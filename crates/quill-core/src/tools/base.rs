//! Base trait and error type for tools

use crate::error::QuillError;
use crate::tools::types::{ToolCall, ToolResult, ToolSchema};
use async_trait::async_trait;
use std::time::{Duration, Instant};

/// Error type for tool operations
#[derive(Debug, thiserror::Error)]
pub enum ToolError {
    /// Invalid arguments provided to the tool
    #[error("Invalid arguments: {0}")]
    InvalidArguments(String),

    /// Tool execution failed
    #[error("Execution failed: {0}")]
    ExecutionFailed(String),

    /// Tool not found
    #[error("Tool not found: {0}")]
    NotFound(String),

    /// Tool execution cancelled
    #[error("Tool execution cancelled")]
    Cancelled,

    /// IO error
    #[error("IO error: {0}")]
    Io(#[from] std::io::Error),

    /// JSON error
    #[error("JSON error: {0}")]
    Json(#[from] serde_json::Error),

    /// Other error
    #[error("{0}")]
    Other(String),
}

impl From<ToolError> for QuillError {
    fn from(err: ToolError) -> Self {
        match err {
            ToolError::NotFound(name) => QuillError::tool(name, "Tool not found".to_string()),
            other => QuillError::tool("unknown".to_string(), other.to_string()),
        }
    }
}

/// Base trait for all tools.
///
/// Tools are capabilities the agent can use against the environment. The
/// engine only cares about the name, schema, read-only flag, and the
/// execute entry point; everything else has sensible defaults.
#[async_trait]
pub trait Tool: Send + Sync {
    /// Unique name, lowercase with underscores (e.g. "read_file")
    fn name(&self) -> &str;

    /// Description included in the system prompt
    fn description(&self) -> &str;

    /// JSON schema for input parameters
    fn schema(&self) -> ToolSchema;

    /// Execute the tool with the given arguments
    async fn execute(&self, call: &ToolCall) -> Result<ToolResult, ToolError>;

    /// Validate the tool call arguments before execution
    fn validate(&self, call: &ToolCall) -> Result<(), ToolError> {
        let _ = call;
        Ok(())
    }

    /// Whether this tool only reads data (no side effects)
    fn is_read_only(&self) -> bool {
        false
    }

    /// Per-tool execution timeout; `None` means the executor default applies
    fn max_execution_duration(&self) -> Option<Duration> {
        None
    }

    /// Execute the tool with timing and error capture.
    ///
    /// Never returns an error: validation and execution failures are folded
    /// into a failed [`ToolResult`] so a single call cannot abort its batch.
    async fn execute_with_timing(&self, call: &ToolCall) -> ToolResult {
        let start_time = Instant::now();

        if let Err(err) = self.validate(call) {
            return ToolResult::error(&call.id, self.name(), &err.to_string())
                .with_execution_time(start_time.elapsed().as_millis() as u64);
        }

        match self.execute(call).await {
            Ok(mut result) => {
                result.execution_time_ms = Some(start_time.elapsed().as_millis() as u64);
                result
            }
            Err(err) => ToolResult::error(&call.id, self.name(), &err.to_string())
                .with_execution_time(start_time.elapsed().as_millis() as u64),
        }
    }
}
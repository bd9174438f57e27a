//! LLM message types and structures

use crate::tools::ToolCall;
use crate::types::LlmUsage;
use serde::{Deserialize, Serialize};
use std::collections::HashMap;

/// Role of a message in the conversation
#[derive(Debug, Clone, Copy, PartialEq, Eq, Hash, Serialize, Deserialize)]
#[serde(rename_all = "lowercase")]
pub enum MessageRole {
    /// System message (instructions)
    System,
    /// User message (human input)
    User,
    /// Assistant message (AI response)
    Assistant,
    /// Tool message (tool execution result)
    Tool,
}

impl std::fmt::Display for MessageRole {
    fn fmt(&self, f: &mut std::fmt::Formatter<'_>) -> std::fmt::Result {
        match self {
            MessageRole::System => write!(f, "system"),
            MessageRole::User => write!(f, "user"),
            MessageRole::Assistant => write!(f, "assistant"),
            MessageRole::Tool => write!(f, "tool"),
        }
    }
}

/// A message in the LLM conversation
#[derive(Debug, Clone, Serialize, Deserialize)]
pub struct LlmMessage {
    /// Role of the message sender
    pub role: MessageRole,
    /// Content of the message
    pub content: String,
    /// Tool calls announced by this message (assistant messages only)
    pub tool_calls: Option<Vec<ToolCall>>,
    /// Tool call ID this message answers (tool messages only)
    pub tool_call_id: Option<String>,
    /// Tool name (tool messages only)
    pub name: Option<String>,
    /// Additional metadata
    pub metadata: HashMap<String, serde_json::Value>,
}

impl LlmMessage {
    /// Create a new system message
    pub fn system<S: Into<String>>(content: S) -> Self {
        Self {
            role: MessageRole::System,
            content: content.into(),
            tool_calls: None,
            tool_call_id: None,
            name: None,
            metadata: HashMap::new(),
        }
    }

    /// Create a new user message
    pub fn user<S: Into<String>>(content: S) -> Self {
        Self {
            role: MessageRole::User,
            content: content.into(),
            tool_calls: None,
            tool_call_id: None,
            name: None,
            metadata: HashMap::new(),
        }
    }

    /// Create a new assistant message
    pub fn assistant<S: Into<String>>(content: S) -> Self {
        Self {
            role: MessageRole::Assistant,
            content: content.into(),
            tool_calls: None,
            tool_call_id: None,
            name: None,
            metadata: HashMap::new(),
        }
    }

    /// Create an assistant message announcing tool calls
    pub fn assistant_with_tools<S: Into<String>>(content: S, tool_calls: Vec<ToolCall>) -> Self {
        Self {
            role: MessageRole::Assistant,
            content: content.into(),
            tool_calls: Some(tool_calls),
            tool_call_id: None,
            name: None,
            metadata: HashMap::new(),
        }
    }

    /// Create a tool result message
    pub fn tool<S: Into<String>>(content: S, tool_call_id: S, name: Option<S>) -> Self {
        Self {
            role: MessageRole::Tool,
            content: content.into(),
            tool_calls: None,
            tool_call_id: Some(tool_call_id.into()),
            name: name.map(|n| n.into()),
            metadata: HashMap::new(),
        }
    }

    /// Add metadata to the message
    pub fn with_metadata<K, V>(mut self, key: K, value: V) -> Self
    where
        K: Into<String>,
        V: Into<serde_json::Value>,
    {
        self.metadata.insert(key.into(), value.into());
        self
    }

    /// Check if this message carries tool calls
    pub fn has_tool_calls(&self) -> bool {
        self.tool_calls
            .as_ref()
            .is_some_and(|calls| !calls.is_empty())
    }
}

/// Response from an LLM
#[derive(Debug, Clone, Serialize, Deserialize)]
pub struct LlmResponse {
    /// The response content
    pub content: String,
    /// Tool calls requested by the LLM
    pub tool_calls: Vec<ToolCall>,
    /// Token usage information
    pub usage: Option<LlmUsage>,
    /// Model that produced the response
    pub model: Option<String>,
    /// Finish reason reported by the provider
    pub finish_reason: Option<String>,
}

impl LlmResponse {
    /// Create a new response with only content
    pub fn new<S: Into<String>>(content: S) -> Self {
        Self {
            content: content.into(),
            tool_calls: Vec::new(),
            usage: None,
            model: None,
            finish_reason: None,
        }
    }

    /// Create a response with tool calls
    pub fn with_tool_calls<S: Into<String>>(content: S, tool_calls: Vec<ToolCall>) -> Self {
        Self {
            content: content.into(),
            tool_calls,
            usage: None,
            model: None,
            finish_reason: None,
        }
    }

    /// Add usage information
    pub fn with_usage(mut self, usage: LlmUsage) -> Self {
        self.usage = Some(usage);
        self
    }

    /// Check if the response requests tools
    pub fn has_tool_calls(&self) -> bool {
        !self.tool_calls.is_empty()
    }
}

——

§ **Assignment**: Provide every line from the material that contains the word "types".

§ **Result of the task**:
use crate::tools::types::{ToolCall, ToolResult, ToolSchema};
//! LLM message types and structures
use crate::types::LlmUsage;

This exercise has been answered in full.